Instructions for the task >>
Only a number is wanted: how many lines in these records contain the word "main"?

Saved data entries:
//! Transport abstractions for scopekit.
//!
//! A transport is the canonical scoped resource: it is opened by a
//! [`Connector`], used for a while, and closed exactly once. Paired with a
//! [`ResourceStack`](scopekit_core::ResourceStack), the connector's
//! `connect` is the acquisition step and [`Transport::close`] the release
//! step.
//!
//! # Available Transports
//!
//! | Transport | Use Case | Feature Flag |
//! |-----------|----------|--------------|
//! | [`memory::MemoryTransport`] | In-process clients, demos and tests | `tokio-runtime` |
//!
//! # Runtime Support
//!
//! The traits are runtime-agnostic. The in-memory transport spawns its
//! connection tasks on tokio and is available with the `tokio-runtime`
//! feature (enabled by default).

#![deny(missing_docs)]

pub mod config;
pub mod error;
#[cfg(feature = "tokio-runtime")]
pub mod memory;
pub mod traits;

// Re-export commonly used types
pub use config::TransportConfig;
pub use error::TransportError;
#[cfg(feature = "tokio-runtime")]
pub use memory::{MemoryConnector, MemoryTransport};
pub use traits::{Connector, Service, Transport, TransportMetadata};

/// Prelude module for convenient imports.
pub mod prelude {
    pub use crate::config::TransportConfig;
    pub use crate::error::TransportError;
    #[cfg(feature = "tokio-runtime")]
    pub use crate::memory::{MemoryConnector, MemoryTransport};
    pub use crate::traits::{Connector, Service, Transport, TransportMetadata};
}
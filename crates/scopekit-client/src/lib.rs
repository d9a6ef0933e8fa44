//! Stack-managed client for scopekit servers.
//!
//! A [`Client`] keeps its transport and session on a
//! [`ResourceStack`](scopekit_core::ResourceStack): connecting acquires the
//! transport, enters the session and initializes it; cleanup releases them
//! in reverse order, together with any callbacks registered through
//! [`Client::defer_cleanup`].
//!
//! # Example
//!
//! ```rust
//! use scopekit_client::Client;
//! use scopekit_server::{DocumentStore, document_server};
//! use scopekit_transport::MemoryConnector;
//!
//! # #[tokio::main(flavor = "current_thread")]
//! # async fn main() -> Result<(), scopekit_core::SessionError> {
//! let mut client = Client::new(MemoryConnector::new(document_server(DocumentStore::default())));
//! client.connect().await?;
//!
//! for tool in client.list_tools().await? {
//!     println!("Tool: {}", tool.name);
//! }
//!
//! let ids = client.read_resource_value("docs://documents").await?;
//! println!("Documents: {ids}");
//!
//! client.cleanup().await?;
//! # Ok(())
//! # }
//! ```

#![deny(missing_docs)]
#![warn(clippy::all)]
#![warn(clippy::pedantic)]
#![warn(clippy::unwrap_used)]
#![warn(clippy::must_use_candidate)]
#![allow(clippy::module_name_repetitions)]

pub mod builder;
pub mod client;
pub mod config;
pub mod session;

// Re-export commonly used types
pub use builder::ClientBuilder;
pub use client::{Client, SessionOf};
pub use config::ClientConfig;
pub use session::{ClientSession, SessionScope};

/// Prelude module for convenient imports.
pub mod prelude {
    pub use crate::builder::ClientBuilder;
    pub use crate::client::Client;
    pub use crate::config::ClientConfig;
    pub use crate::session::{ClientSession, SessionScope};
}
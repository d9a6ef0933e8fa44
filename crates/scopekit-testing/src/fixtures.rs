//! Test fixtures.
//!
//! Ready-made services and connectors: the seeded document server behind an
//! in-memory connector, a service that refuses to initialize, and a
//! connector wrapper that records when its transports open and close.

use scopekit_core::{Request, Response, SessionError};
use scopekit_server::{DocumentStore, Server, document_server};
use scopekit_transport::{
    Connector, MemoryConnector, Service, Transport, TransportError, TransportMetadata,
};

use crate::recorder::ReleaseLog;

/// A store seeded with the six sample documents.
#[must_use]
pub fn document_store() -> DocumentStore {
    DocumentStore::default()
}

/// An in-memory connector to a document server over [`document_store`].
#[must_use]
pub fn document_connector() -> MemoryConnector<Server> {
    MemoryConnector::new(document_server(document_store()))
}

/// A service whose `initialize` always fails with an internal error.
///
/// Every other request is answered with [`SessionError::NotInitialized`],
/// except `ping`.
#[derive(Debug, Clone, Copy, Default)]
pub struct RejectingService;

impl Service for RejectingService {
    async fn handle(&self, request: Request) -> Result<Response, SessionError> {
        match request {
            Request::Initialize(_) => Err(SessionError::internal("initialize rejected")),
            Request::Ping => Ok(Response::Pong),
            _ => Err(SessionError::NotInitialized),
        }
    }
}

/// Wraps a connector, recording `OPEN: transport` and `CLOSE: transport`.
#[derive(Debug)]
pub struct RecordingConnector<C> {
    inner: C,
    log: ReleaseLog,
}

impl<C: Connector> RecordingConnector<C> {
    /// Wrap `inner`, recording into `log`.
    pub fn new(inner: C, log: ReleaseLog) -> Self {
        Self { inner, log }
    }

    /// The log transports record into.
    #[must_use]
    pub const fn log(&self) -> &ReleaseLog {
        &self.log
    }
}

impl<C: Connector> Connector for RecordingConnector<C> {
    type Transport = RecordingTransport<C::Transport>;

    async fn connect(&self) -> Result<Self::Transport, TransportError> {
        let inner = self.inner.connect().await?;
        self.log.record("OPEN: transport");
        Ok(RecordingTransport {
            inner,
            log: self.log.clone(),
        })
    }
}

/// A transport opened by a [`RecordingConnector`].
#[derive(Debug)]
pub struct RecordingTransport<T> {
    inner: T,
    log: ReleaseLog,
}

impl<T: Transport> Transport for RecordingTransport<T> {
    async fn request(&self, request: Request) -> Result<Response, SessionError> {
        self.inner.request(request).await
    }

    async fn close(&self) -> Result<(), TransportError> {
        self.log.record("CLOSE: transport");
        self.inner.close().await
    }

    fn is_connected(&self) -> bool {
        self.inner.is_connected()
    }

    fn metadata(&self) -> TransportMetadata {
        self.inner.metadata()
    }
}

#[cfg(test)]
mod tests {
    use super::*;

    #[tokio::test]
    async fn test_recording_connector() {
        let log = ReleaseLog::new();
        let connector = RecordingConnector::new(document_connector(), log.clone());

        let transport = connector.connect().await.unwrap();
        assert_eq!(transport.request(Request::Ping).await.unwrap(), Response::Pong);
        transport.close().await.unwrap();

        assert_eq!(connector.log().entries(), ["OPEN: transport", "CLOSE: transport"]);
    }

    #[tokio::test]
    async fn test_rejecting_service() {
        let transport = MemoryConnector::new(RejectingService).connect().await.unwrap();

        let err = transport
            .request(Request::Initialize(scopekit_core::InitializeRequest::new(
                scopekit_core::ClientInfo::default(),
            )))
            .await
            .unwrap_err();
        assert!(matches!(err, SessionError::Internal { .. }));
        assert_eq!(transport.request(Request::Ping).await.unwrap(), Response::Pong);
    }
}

Solution for this problem >>
2